Most reporting has TNT getting the bulk of the NHL deal, with TBS having some games well. Looking at the most plausible options, it seems like TNT, and potentially TBS, would focus on Monday (we wouldn’t object to branding it as “Monday NHL Nitro”) and Wednesday nights, potentially looking to relaunch NBCSN’s rivalry night theme, which was axed in 2018. Whether or not Turner leans into the rivalry night concept, most believe Wednesday night to be the most attractive landing spot for the NHL, which makes AEW being shifted to a new night a real possibility. Monday is also open, but that would see TNT (or perhaps TBS) competing with MNF for a chunk of the season, along with the CFP National Championship, NCAA Basketball National Championship, and USA’s Monday Night Raw. If Turner does indeed look to schedule games on Monday, it could start later in the season to avoid some of the more congested nights.

Where, if anywhere, will NBC’s on-air talent land?

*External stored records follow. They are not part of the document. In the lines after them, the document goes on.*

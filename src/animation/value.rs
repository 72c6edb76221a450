use crate::foundation::core::{Rgba8, Vec2};

/// Interpolation contract for animated value types.
pub trait Lerp: Sized {
    /// Interpolate from `a` to `b` with normalized factor `t` in `[0, 1]`.
    fn lerp(a: &Self, b: &Self, t: f64) -> Self;
}

impl Lerp for f64 {
    fn lerp(a: &Self, b: &Self, t: f64) -> Self {
        a + (b - a) * t
    }
}

impl Lerp for Vec2 {
    fn lerp(a: &Self, b: &Self, t: f64) -> Self {
        Vec2::new(a.x + (b.x - a.x) * t, a.y + (b.y - a.y) * t)
    }
}

impl Lerp for Rgba8 {
    fn lerp(a: &Self, b: &Self, t: f64) -> Self {
        fn lerp_u8(a: u8, b: u8, t: f64) -> u8 {
            let a = f64::from(a);
            let b = f64::from(b);
            (a + (b - a) * t).round().clamp(0.0, 255.0) as u8
        }

        Self {
            r: lerp_u8(a.r, b.r, t),
            g: lerp_u8(a.g, b.g, t),
            b: lerp_u8(a.b, b.b, t),
            a: lerp_u8(a.a, b.a, t),
        }
    }
}

/// Which representation a property animates in.
#[derive(Clone, Copy, Debug, PartialEq, Eq)]
pub enum ValueKind {
    /// Plain number.
    Scalar,
    /// RGBA color.
    Color,
    /// Two independent channels.
    Vec2,
}

/// An animated value. Each variant interpolates in its own natural space.
#[derive(Clone, Copy, Debug, PartialEq, serde::Serialize, serde::Deserialize)]
#[serde(rename_all = "snake_case")]
pub enum Value {
    /// Scalar (opacity, offsets, angles, blur radius).
    Scalar(f64),
    /// Color, interpolated component-wise.
    Color(Rgba8),
    /// Compound two-channel value, interpolated per channel.
    Vec2(Vec2),
}

impl Value {
    /// Representation of this value.
    pub fn kind(&self) -> ValueKind {
        match self {
            Self::Scalar(_) => ValueKind::Scalar,
            Self::Color(_) => ValueKind::Color,
            Self::Vec2(_) => ValueKind::Vec2,
        }
    }

    /// Scalar payload, if any.
    pub fn as_scalar(&self) -> Option<f64> {
        match self {
            Self::Scalar(v) => Some(*v),
            _ => None,
        }
    }
}

impl Lerp for Value {
    fn lerp(a: &Self, b: &Self, t: f64) -> Self {
        match (a, b) {
            (Self::Scalar(a), Self::Scalar(b)) => Self::Scalar(<f64 as Lerp>::lerp(a, b, t)),
            (Self::Color(a), Self::Color(b)) => Self::Color(<Rgba8 as Lerp>::lerp(a, b, t)),
            (Self::Vec2(a), Self::Vec2(b)) => Self::Vec2(<Vec2 as Lerp>::lerp(a, b, t)),
            // Kinds are checked when segments are added; a stray mismatch steps at the end.
            _ => {
                if t < 1.0 {
                    *a
                } else {
                    *b
                }
            }
        }
    }
}

/// Animatable visual properties of a render target.
#[derive(
    Clone, Copy, Debug, PartialEq, Eq, PartialOrd, Ord, Hash, serde::Serialize, serde::Deserialize,
)]
#[serde(rename_all = "snake_case")]
pub enum Property {
    /// Opacity in `[0, 1]`.
    Opacity,
    /// Horizontal translation in pixels.
    X,
    /// Vertical translation in pixels.
    Y,
    /// Depth translation in pixels.
    Z,
    /// Translation as one compound value.
    Translate,
    /// Uniform scale.
    Scale,
    /// Horizontal scale.
    ScaleX,
    /// Vertical scale.
    ScaleY,
    /// In-plane rotation in degrees.
    Rotation,
    /// Rotation around the X axis in degrees.
    RotateX,
    /// Rotation around the Y axis in degrees.
    RotateY,
    /// Horizontal skew in degrees.
    SkewX,
    /// Blur radius in pixels.
    Blur,
    /// Foreground color.
    Color,
    /// Bottom border color.
    BorderColor,
}

impl Property {
    /// Value representation expected by this property.
    pub fn kind(self) -> ValueKind {
        match self {
            Self::Color | Self::BorderColor => ValueKind::Color,
            Self::Translate => ValueKind::Vec2,
            _ => ValueKind::Scalar,
        }
    }

    /// Return `true` when this property is a length that recipes may express in `vh` or `%`.
    pub fn is_length(self) -> bool {
        matches!(self, Self::X | Self::Y | Self::Z)
    }
}

#[cfg(test)]
#[path = "../../tests/unit/animation/value.rs"]
mod tests;
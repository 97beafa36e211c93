//! System Controller (SysCon).
//!
//! A memory-mapped device guest software writes to in order to end the
//! simulation. The requested exit code is published through a shared atomic
//! cell that the run loop polls after every instruction.
//!
//! # Registers
//!
//! * `0x00`: Command Register (Write Only)
//!   * `0x5555`: Power Off (exit code 0)
//!   * `0x7777`: Reset (treated as exit code 0)
//!   * `0x3333`: Failure; bits 31:16 carry the exit code, 1 when zero

use std::sync::Arc;
use std::sync::atomic::{AtomicU64, Ordering};

use tracing::info;

use crate::common::MemWidth;
use crate::soc::traits::Device;

/// Size of the SysCon register window.
pub const SYSCON_SIZE: u64 = 0x1000;

/// Command: power off.
pub const CMD_POWEROFF: u64 = 0x5555;
/// Command: reset.
pub const CMD_RESET: u64 = 0x7777;
/// Command: failure.
pub const CMD_FAIL: u64 = 0x3333;

const CMD_MASK: u64 = 0xFFFF;
const FAIL_CODE_SHIFT: u32 = 16;

/// SysCon device structure.
#[derive(Debug)]
pub struct SysCon {
    base_addr: u64,
    exit_signal: Arc<AtomicU64>,
}

impl SysCon {
    /// Creates a SysCon at `base_addr` publishing exit requests to `exit_signal`.
    pub const fn new(base_addr: u64, exit_signal: Arc<AtomicU64>) -> Self {
        Self {
            base_addr,
            exit_signal,
        }
    }
}

impl Device for SysCon {
    fn name(&self) -> &str {
        "SysCon"
    }

    fn address_range(&self) -> (u64, u64) {
        (self.base_addr, SYSCON_SIZE)
    }

    fn read(&mut self, _offset: u64, _width: MemWidth) -> u64 {
        0
    }

    fn write(&mut self, offset: u64, value: u64, width: MemWidth) {
        if offset != 0 || width < MemWidth::Word {
            return;
        }
        let code = match value & CMD_MASK {
            CMD_POWEROFF => {
                info!("syscon: poweroff requested");
                0
            }
            CMD_RESET => {
                info!("syscon: reset requested, treated as exit");
                0
            }
            CMD_FAIL => {
                let code = (value >> FAIL_CODE_SHIFT) & CMD_MASK;
                let code = if code == 0 { 1 } else { code };
                info!(code, "syscon: failure reported");
                code
            }
            _ => return,
        };
        self.exit_signal.store(code, Ordering::Relaxed);
    }
}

The NHL splitting their national package between two entities initially meant we’d have to see at least one network develop their own announcing and studio teams. However, with NBC not retaining any NHL rights thanks to Turner swooping in, two companies will be going through the same drill at the same time, all while NBC’s hockey talent are looking to land their next gigs. It’s an interesting dynamic with the incumbent broadcasting and production talent having to navigate losing their job, but having two very plausible landing spots.

Here’s a look at the current on-air talent (from Wikipedia, so it could be very much out of date) at NBC that could be looking for new homes.

It seems likely newly minted Monday Night Football announcer Steve Levy will get tapped as ESPN’s top play by play announcer. Some have suggested Sean McDonough as a possible option as well, while John Buccigross has called the Frozen Four for ESPN and is also an option, although ESPN might look to him as their main host of studio programming.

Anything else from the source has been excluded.